Evy Journey has always been fascinated with words and seduced by beautiful prose. She loves Jane Austen and invokes her spirit every time she spins tales of love, loss, and finding one's way—stories she interweaves with mystery or intrigue and sets in various locales. SPR (Self Publishing Review) awarded Evy the 2015 Independent Woman Author bronze for her writing.
She's lived and traveled in many places, from Asia to Europe. Often she's ended up in Paris, though—her favorite place in the world. She's an observer-wanderer. A flâneuse, as the French would say.
The mind is what fascinates her most. Armed with a Ph.D., she researched and spearheaded the development of mental health programs. And wrote like an academic. Not a good thing if you want to sound like a normal person. So, in 2012, she began to write fiction (mostly happy fiction) as an antidote.



About the Book:

Elise thought she knew her mother. Agnieszka Halverson is a caring woman, a great cook, and an exceptional piano player; but living in a secure, predictable world, she’s also a little dull. Her world is
devastated when her oldest son attempts suicide, and Elise finds her mother has a past—both sweet and bitter—that she must now reveal to explain the suicide attempt. A past rich with a passion for music and shattered dreams, betrayal of a sweet but tragic first love, second chances and renewed hopes.
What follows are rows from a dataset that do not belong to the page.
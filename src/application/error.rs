//! # Application Errors
//!
//! Error types for the application layer.
//!
//! # Error Hierarchy
//!
//! ```text
//! ApplicationError
//! ├── Domain(DomainError)          - Invalid input or rule violations
//! ├── Resolution(ResolutionError)  - Lookups that could not be absorbed
//! ├── Configuration(String)        - Bad startup configuration
//! └── Internal(String)             - Anything else
//! ```
//!
//! # Examples
//!
//! ```
//! use storefront::application::error::ApplicationError;
//! use storefront::domain::errors::DomainError;
//!
//! let err: ApplicationError = DomainError::MissingPostalCode.into();
//! assert!(err.is_invalid_input());
//!
//! let err = ApplicationError::internal("policy misconfigured");
//! assert!(!err.is_invalid_input());
//! ```

use crate::domain::errors::DomainError;
use crate::infrastructure::geocoding::error::ResolutionError;
use thiserror::Error;

/// Application layer error.
#[derive(Debug, Error)]
pub enum ApplicationError {
    /// Domain error from validation or business rules.
    #[error(transparent)]
    Domain(#[from] DomainError),

    /// Lookup error that could not be treated as a miss.
    #[error("resolution error: {0}")]
    Resolution(#[from] ResolutionError),

    /// Configuration error.
    #[error("configuration error: {0}")]
    Configuration(String),

    /// Internal error.
    #[error("internal error: {0}")]
    Internal(String),
}

impl ApplicationError {
    /// Creates a configuration error.
    #[must_use]
    pub fn configuration(message: impl Into<String>) -> Self {
        Self::Configuration(message.into())
    }

    /// Creates an internal error.
    #[must_use]
    pub fn internal(message: impl Into<String>) -> Self {
        Self::Internal(message.into())
    }

    /// Returns true if the caller sent bad input.
    #[must_use]
    pub fn is_invalid_input(&self) -> bool {
        match self {
            Self::Domain(e) => e.is_invalid_input(),
            _ => false,
        }
    }
}

/// Result type for application operations.
pub type ApplicationResult<T> = Result<T, ApplicationError>;
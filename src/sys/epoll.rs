use std::io;
use std::os::fd::{AsRawFd, FromRawFd, OwnedFd, RawFd};
use std::time::Duration;

use libc::{EPOLLERR, EPOLLET, EPOLLHUP, EPOLLIN, EPOLLOUT, EPOLLRDHUP};

use crate::event::CapsMask;

use super::{syscall, timeout_to_ms, ReadyEvent};

const EVENT_CAPACITY: usize = 64;

#[derive(Debug)]
pub(crate) struct Selector {
    ep: OwnedFd,
}

impl Selector {
    pub fn new() -> io::Result<Selector> {
        // SAFETY: `epoll_create1(2)` ensures the fd is valid.
        let ep = unsafe { OwnedFd::from_raw_fd(syscall!(epoll_create1(libc::EPOLL_CLOEXEC))?) };
        Ok(Selector { ep })
    }

    pub fn add(&self, fd: RawFd, caps: CapsMask) -> io::Result<()> {
        // Registrations are edge-triggered and permanent; a read interest is
        // always armed because write-only pipes report remote closure via
        // EPOLLIN|EPOLLHUP.
        let mut kind = EPOLLET | EPOLLIN | EPOLLRDHUP;
        if caps.is_write() {
            kind |= EPOLLOUT;
        }

        let mut event = libc::epoll_event {
            events: kind as u32,
            u64: fd as u64,
        };
        syscall!(epoll_ctl(self.ep.as_raw_fd(), libc::EPOLL_CTL_ADD, fd, &mut event)).map(|_| ())
    }

    pub fn del(&self, fd: RawFd) -> io::Result<()> {
        syscall!(epoll_ctl(
            self.ep.as_raw_fd(),
            libc::EPOLL_CTL_DEL,
            fd,
            std::ptr::null_mut(),
        ))
        .map(|_| ())
    }

    pub fn select(&self, events: &mut Vec<ReadyEvent>, timeout: Option<Duration>) -> io::Result<bool> {
        let mut raw: [libc::epoll_event; EVENT_CAPACITY] = unsafe { std::mem::zeroed() };

        let n = match syscall!(epoll_wait(
            self.ep.as_raw_fd(),
            raw.as_mut_ptr(),
            EVENT_CAPACITY as i32,
            timeout_to_ms(timeout),
        )) {
            Ok(n) => n as usize,
            Err(ref err) if err.kind() == io::ErrorKind::Interrupted => 0,
            Err(err) => return Err(err),
        };

        for ev in raw.iter().take(n) {
            let kind = ev.events as libc::c_int;
            events.push(ReadyEvent {
                fd: ev.u64 as RawFd,
                readable: kind & EPOLLIN != 0,
                writable: kind & EPOLLOUT != 0,
                error: kind & EPOLLERR != 0,
                hup: kind & (EPOLLHUP | EPOLLRDHUP) != 0,
            });
        }

        Ok(n > 0)
    }
}
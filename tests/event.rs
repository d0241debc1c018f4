//! Event loop behavior: task ordering, timers, exit conditions, wakeups,
//! and pipe objects.

use std::sync::atomic::{AtomicUsize, Ordering};
use std::sync::{Arc, Mutex};
use std::time::{Duration, Instant};

use evio::event::{Event, EventFlags, EventType, RunResult, Statistic, TIMEOUT_INF};
use evio::io::{osevent, pipe};

mod util;
use util::{init, run_until, Recorder};

#[test]
fn queued_tasks_fire_in_order() {
    init();
    let event = Event::create(EventFlags::NONE).unwrap();

    let order = Arc::new(Mutex::new(Vec::new()));
    let a = Arc::clone(&order);
    let b = Arc::clone(&order);

    event.queue_task(move |_| a.lock().unwrap().push("A"));
    event.queue_task(move |_| b.lock().unwrap().push("B"));

    // Both fire within the same dispatch pass.
    event.run(50);
    assert_eq!(*order.lock().unwrap(), vec!["A", "B"]);
}

#[test]
fn run_returns_timeout() {
    init();
    let event = Event::create(EventFlags::NONE).unwrap();

    let start = Instant::now();
    assert_eq!(event.run(30), RunResult::Timeout);
    assert!(start.elapsed() >= Duration::from_millis(30));
}

#[test]
fn done_from_task_returns_done() {
    init();
    let event = Event::create(EventFlags::NONE).unwrap();

    let ev2 = event.clone();
    event.queue_task(move |_| ev2.done());
    assert_eq!(event.run(TIMEOUT_INF), RunResult::Done);
}

#[test]
fn exit_on_empty_with_no_objects() {
    init();
    let event = Event::create(EventFlags::EXIT_ON_EMPTY).unwrap();
    assert_eq!(event.run(TIMEOUT_INF), RunResult::Done);
}

#[test]
fn oneshot_timer_fires_once_at_delay() {
    init();
    let event = Event::create(EventFlags::NONE).unwrap();

    let fired = Arc::new(AtomicUsize::new(0));
    let f = Arc::clone(&fired);
    let start = Instant::now();
    let when = Arc::new(Mutex::new(None));
    let w = Arc::clone(&when);

    event.timer_oneshot(50, true, move |_| {
        f.fetch_add(1, Ordering::SeqCst);
        *w.lock().unwrap() = Some(start.elapsed());
    });

    event.run(200);
    assert_eq!(fired.load(Ordering::SeqCst), 1);
    let elapsed = when.lock().unwrap().expect("timer fired");
    assert!(elapsed >= Duration::from_millis(45), "fired at {:?}", elapsed);
    assert!(elapsed < Duration::from_millis(180), "fired at {:?}", elapsed);
}

#[test]
fn periodic_timer_respects_firecount() {
    init();
    let event = Event::create(EventFlags::NONE).unwrap();
    let ev = event.distribute();

    let fired = Arc::new(AtomicUsize::new(0));
    let f = Arc::clone(&fired);
    let timer = ev.timer_add(move |_| {
        f.fetch_add(1, Ordering::SeqCst);
    });
    timer.set_firecount(3);
    timer.reset(10);

    event.run(200);
    assert_eq!(fired.load(Ordering::SeqCst), 3);
    timer.remove();
}

#[test]
fn stopped_timer_never_fires() {
    init();
    let event = Event::create(EventFlags::NONE).unwrap();
    let ev = event.distribute();

    let fired = Arc::new(AtomicUsize::new(0));
    let f = Arc::clone(&fired);
    let timer = ev.timer_add(move |_| {
        f.fetch_add(1, Ordering::SeqCst);
    });
    timer.reset(20);
    timer.stop();

    event.run(80);
    assert_eq!(fired.load(Ordering::SeqCst), 0);
    timer.remove();
}

#[test]
fn cross_thread_trigger_delivers_other() {
    init();
    let event = Event::create(EventFlags::NONE).unwrap();

    let rec = Recorder::new();
    let r = rec.clone();
    let (_io, trigger) = osevent::create(&event, move |_ev, ty, _io| {
        r.push("osevent", ty);
    })
    .unwrap();

    let handle = std::thread::spawn(move || {
        std::thread::sleep(Duration::from_millis(30));
        trigger.trigger();
    });

    assert!(run_until(&event, 2_000, || rec.count("osevent", EventType::Other) > 0));
    handle.join().unwrap();
}

#[test]
fn pipe_data_flow_and_close() {
    init();
    let event = Event::create(EventFlags::NONE).unwrap();

    let (reader, writer) = pipe::create().unwrap();
    let rec = Recorder::new();
    let got = Arc::new(Mutex::new(Vec::new()));

    let r = rec.clone();
    let g = Arc::clone(&got);
    event.add(&reader, move |_ev, ty, io| {
        r.push("reader", ty);
        if ty == EventType::Read {
            let mut buf = [0u8; 64];
            if let Ok(n) = io.read(&mut buf) {
                g.lock().unwrap().extend_from_slice(&buf[..n]);
            }
        }
    });

    let r = rec.clone();
    let writer2 = Arc::clone(&writer);
    event.add(&writer, move |_ev, ty, _io| {
        r.push("writer", ty);
        if ty == EventType::Connected {
            let _ = writer2.write(b"hello");
        }
    });

    assert!(run_until(&event, 2_000, || got.lock().unwrap().len() == 5));
    assert_eq!(&*got.lock().unwrap(), b"hello");

    // Closing the write end surfaces Disconnected on the reader.
    writer.disconnect();
    assert!(run_until(&event, 2_000, || {
        rec.count("reader", EventType::Disconnected) > 0
    }));

    reader.destroy();
    writer.destroy();
}

#[test]
fn object_binds_to_one_loop_only() {
    init();
    let event_a = Event::create(EventFlags::NONE).unwrap();
    let event_b = Event::create(EventFlags::NONE).unwrap();

    let (reader, _writer) = pipe::create().unwrap();
    assert!(event_a.add(&reader, |_ev, _ty, _io| {}));
    assert!(!event_a.add(&reader, |_ev, _ty, _io| {}));
    assert!(!event_b.add(&reader, |_ev, _ty, _io| {}));

    // After a synchronous remove the object can bind again.
    event_a.distribute().remove(&reader);
    assert!(event_b.add(&reader, |_ev, _ty, _io| {}));
    reader.destroy();
}

#[test]
fn wake_statistics_accumulate() {
    init();
    let event = Event::create(EventFlags::NONE).unwrap();
    event.run(20);
    assert!(event.statistic(Statistic::WakeCount) > 0);
}

#[test]
fn done_with_disconnect_closes_objects() {
    init();
    let event = Event::create(EventFlags::NONE).unwrap();

    let (reader, writer) = pipe::create().unwrap();
    let rec = Recorder::new();

    let r = rec.clone();
    event.add(&reader, move |_ev, ty, io| {
        r.push("reader", ty);
        if ty == EventType::Disconnected {
            io.destroy();
        }
    });
    let r = rec.clone();
    event.add(&writer, move |_ev, ty, io| {
        r.push("writer", ty);
        if ty == EventType::Disconnected {
            io.destroy();
        }
    });

    event.done_with_disconnect(10, 500);
    let rv = event.run(5_000);

    // Both objects got their graceful close and the loop drained empty.
    assert_eq!(rec.count("reader", EventType::Disconnected), 1);
    assert_eq!(rec.count("writer", EventType::Disconnected), 1);
    assert_eq!(rv, RunResult::Done);
}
Born to immigrant parents weighed down by their roots, Agnieszka takes solace in learning to play the piano, taught by a sympathetic aunt who was a concert pianist in Poland before World War II. But when her aunt betrays her and her parents cast her aside for violating their traditional values, can Agnieszka’s music sustain her? Can she, at eighteen, build a life on her own?

When she finally bares her soul to her children, Agnieszka hopes they can accept that she has a past that’s as complex as theirs; that she’s just as human, just as vulnerable as they are. But do her revelations alienate her husband and can they push Elise farther away from her?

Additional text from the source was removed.